● Records contained in a dataset:
=====

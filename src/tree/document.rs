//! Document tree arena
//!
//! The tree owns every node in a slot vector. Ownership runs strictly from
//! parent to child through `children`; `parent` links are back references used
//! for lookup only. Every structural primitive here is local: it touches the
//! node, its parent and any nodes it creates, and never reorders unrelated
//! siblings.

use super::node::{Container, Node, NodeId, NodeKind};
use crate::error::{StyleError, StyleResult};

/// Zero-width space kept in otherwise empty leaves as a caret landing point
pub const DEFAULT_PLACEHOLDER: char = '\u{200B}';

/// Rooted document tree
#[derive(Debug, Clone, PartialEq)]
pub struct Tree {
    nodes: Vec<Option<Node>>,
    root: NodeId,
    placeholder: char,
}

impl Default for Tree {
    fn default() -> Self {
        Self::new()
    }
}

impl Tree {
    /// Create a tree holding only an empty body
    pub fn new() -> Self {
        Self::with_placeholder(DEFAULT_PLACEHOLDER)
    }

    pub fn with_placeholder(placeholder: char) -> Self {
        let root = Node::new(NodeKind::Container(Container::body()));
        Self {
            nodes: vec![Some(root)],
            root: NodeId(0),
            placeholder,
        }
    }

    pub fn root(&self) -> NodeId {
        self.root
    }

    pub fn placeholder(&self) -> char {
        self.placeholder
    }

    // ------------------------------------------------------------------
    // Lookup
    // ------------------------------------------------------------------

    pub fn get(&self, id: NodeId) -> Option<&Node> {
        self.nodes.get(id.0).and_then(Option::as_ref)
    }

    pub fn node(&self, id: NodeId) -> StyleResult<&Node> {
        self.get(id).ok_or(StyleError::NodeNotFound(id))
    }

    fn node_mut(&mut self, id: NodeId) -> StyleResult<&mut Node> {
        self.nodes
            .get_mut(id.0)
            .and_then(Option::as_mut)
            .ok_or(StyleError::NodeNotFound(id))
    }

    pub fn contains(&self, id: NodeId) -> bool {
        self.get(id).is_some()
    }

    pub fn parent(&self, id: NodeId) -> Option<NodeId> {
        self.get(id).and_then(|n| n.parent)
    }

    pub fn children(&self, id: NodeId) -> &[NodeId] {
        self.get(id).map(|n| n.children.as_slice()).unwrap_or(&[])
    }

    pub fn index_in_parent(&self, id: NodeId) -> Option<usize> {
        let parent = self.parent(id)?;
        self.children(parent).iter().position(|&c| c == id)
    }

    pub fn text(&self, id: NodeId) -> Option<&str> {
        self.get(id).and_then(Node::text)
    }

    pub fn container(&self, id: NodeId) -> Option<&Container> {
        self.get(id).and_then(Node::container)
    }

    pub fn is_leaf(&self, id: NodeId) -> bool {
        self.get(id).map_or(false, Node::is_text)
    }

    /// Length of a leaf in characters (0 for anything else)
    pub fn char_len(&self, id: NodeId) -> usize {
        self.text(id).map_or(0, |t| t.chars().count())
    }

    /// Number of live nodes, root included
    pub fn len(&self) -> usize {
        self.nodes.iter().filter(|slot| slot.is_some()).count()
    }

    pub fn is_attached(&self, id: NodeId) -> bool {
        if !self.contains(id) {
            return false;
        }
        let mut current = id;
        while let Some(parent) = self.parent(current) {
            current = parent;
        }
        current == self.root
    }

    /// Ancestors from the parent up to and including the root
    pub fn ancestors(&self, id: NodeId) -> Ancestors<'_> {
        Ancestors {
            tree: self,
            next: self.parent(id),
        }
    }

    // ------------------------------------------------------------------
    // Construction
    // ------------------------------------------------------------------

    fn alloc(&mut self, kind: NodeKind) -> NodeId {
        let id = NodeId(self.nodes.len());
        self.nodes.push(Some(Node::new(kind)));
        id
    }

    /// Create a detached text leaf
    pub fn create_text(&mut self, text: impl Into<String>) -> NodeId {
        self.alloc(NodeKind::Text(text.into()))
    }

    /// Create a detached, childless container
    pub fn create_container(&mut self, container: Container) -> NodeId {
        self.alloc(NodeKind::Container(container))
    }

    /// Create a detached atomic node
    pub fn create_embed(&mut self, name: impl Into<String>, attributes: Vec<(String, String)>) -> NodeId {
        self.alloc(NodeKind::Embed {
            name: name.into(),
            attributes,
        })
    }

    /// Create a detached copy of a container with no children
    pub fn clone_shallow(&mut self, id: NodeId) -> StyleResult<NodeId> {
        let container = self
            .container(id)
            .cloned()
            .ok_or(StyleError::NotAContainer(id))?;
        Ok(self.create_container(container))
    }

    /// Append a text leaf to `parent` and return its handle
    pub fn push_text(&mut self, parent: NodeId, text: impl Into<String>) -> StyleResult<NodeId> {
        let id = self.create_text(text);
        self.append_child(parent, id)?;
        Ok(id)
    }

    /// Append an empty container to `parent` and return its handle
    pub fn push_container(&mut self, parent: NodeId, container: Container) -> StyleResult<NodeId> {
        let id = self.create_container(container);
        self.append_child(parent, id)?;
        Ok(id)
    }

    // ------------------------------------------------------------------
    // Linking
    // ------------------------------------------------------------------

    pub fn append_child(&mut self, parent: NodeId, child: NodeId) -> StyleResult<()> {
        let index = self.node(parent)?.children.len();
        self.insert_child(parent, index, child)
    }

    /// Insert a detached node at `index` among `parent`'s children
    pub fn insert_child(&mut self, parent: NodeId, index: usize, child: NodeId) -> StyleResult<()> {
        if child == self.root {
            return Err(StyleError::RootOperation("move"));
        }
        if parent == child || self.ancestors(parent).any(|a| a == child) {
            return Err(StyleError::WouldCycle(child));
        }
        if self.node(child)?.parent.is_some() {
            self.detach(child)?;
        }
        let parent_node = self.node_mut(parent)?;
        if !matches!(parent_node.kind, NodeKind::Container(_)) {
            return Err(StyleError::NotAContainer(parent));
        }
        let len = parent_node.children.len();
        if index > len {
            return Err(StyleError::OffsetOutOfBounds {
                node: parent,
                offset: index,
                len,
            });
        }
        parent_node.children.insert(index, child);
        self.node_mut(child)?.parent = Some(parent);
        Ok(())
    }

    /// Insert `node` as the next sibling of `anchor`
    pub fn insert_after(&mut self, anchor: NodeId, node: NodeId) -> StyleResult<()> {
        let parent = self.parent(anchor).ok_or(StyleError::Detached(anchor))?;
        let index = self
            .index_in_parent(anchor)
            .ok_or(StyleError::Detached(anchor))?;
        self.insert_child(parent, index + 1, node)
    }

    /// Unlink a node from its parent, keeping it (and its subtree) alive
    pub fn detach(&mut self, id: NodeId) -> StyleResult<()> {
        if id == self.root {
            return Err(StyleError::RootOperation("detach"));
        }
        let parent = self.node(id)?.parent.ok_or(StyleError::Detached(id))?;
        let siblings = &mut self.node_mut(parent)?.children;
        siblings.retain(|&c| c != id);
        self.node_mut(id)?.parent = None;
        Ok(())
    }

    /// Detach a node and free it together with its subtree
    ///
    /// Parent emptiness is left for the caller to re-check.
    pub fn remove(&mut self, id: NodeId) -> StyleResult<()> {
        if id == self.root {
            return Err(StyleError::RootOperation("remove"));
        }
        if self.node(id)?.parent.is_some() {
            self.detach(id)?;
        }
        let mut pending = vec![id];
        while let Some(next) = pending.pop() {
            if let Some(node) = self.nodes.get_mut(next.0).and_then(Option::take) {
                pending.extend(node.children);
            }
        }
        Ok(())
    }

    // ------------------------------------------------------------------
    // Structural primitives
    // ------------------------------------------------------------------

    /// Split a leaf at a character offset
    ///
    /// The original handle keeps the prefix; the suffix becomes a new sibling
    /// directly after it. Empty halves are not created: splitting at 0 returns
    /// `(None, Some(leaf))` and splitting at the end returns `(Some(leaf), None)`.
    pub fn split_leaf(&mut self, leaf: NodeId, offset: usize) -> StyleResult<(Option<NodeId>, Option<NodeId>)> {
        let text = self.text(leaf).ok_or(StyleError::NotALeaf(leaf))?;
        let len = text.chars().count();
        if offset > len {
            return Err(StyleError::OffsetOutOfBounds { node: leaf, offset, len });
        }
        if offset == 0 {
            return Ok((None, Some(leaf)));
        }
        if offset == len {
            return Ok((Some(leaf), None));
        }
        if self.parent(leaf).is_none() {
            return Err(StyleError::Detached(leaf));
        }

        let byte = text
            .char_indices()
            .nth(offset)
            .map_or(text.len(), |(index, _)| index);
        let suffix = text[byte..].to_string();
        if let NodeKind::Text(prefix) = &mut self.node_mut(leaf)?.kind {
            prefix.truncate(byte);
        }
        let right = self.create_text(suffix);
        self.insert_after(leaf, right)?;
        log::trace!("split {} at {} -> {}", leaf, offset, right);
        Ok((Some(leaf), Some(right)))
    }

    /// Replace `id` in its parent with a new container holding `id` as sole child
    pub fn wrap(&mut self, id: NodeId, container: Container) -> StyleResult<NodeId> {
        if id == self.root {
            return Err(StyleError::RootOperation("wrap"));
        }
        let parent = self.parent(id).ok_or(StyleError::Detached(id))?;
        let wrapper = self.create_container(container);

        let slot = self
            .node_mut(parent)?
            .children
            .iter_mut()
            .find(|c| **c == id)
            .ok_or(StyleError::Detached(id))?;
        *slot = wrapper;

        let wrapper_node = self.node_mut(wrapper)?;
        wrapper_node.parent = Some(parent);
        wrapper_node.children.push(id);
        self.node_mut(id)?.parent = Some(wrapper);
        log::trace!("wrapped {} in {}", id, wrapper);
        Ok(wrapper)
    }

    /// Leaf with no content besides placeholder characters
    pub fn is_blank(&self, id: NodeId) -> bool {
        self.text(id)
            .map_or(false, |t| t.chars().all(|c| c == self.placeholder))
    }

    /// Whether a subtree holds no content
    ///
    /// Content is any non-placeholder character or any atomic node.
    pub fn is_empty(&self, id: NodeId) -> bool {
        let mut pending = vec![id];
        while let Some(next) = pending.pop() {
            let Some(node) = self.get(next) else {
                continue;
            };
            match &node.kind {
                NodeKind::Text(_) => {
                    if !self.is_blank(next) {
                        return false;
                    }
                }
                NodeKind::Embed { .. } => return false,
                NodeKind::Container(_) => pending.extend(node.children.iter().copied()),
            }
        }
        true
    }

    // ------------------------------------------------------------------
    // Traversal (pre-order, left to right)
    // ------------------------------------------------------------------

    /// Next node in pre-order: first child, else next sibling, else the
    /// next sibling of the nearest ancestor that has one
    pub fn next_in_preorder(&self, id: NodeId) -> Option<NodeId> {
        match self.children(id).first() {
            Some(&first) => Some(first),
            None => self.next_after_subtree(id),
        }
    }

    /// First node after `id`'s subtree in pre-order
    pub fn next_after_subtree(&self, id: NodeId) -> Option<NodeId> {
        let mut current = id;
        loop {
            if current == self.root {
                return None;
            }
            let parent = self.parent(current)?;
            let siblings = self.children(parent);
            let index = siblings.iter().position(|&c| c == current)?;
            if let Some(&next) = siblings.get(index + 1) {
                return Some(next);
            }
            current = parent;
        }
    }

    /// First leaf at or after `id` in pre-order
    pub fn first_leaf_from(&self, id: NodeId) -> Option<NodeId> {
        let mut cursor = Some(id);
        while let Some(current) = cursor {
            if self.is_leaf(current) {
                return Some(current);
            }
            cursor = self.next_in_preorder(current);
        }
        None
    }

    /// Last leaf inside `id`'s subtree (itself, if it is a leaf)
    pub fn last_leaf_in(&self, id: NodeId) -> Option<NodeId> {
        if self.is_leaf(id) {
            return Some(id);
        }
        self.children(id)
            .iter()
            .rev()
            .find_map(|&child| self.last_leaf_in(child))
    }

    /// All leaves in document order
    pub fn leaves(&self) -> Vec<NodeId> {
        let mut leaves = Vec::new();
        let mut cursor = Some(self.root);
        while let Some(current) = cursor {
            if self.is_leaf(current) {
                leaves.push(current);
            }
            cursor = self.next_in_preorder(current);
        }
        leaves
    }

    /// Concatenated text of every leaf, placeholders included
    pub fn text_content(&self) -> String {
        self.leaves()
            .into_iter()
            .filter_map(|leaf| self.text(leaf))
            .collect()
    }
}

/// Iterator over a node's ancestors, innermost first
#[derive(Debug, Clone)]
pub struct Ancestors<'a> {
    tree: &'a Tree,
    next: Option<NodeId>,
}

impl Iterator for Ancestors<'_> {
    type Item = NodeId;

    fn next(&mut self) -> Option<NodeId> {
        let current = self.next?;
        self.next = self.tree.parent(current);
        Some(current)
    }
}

=====

● WORK TASK: Output, exactly and in full, the lines from the start of the entries above through the line that contains "pub fn with_placeholder(placeholder: char)".

● RESULT OF THE TASK:
filename src/tree/document.rs
//! Document tree arena
//!
//! The tree owns every node in a slot vector. Ownership runs strictly from
//! parent to child through `children`; `parent` links are back references used
//! for lookup only. Every structural primitive here is local: it touches the
//! node, its parent and any nodes it creates, and never reorders unrelated
//! siblings.

use super::node::{Container, Node, NodeId, NodeKind};
use crate::error::{StyleError, StyleResult};

/// Zero-width space kept in otherwise empty leaves as a caret landing point
pub const DEFAULT_PLACEHOLDER: char = '\u{200B}';

/// Rooted document tree
#[derive(Debug, Clone, PartialEq)]
pub struct Tree {
    nodes: Vec<Option<Node>>,
    root: NodeId,
    placeholder: char,
}

impl Default for Tree {
    fn default() -> Self {
        Self::new()
    }
}

impl Tree {
    /// Create a tree holding only an empty body
    pub fn new() -> Self {
        Self::with_placeholder(DEFAULT_PLACEHOLDER)
    }

    pub fn with_placeholder(placeholder: char) -> Self {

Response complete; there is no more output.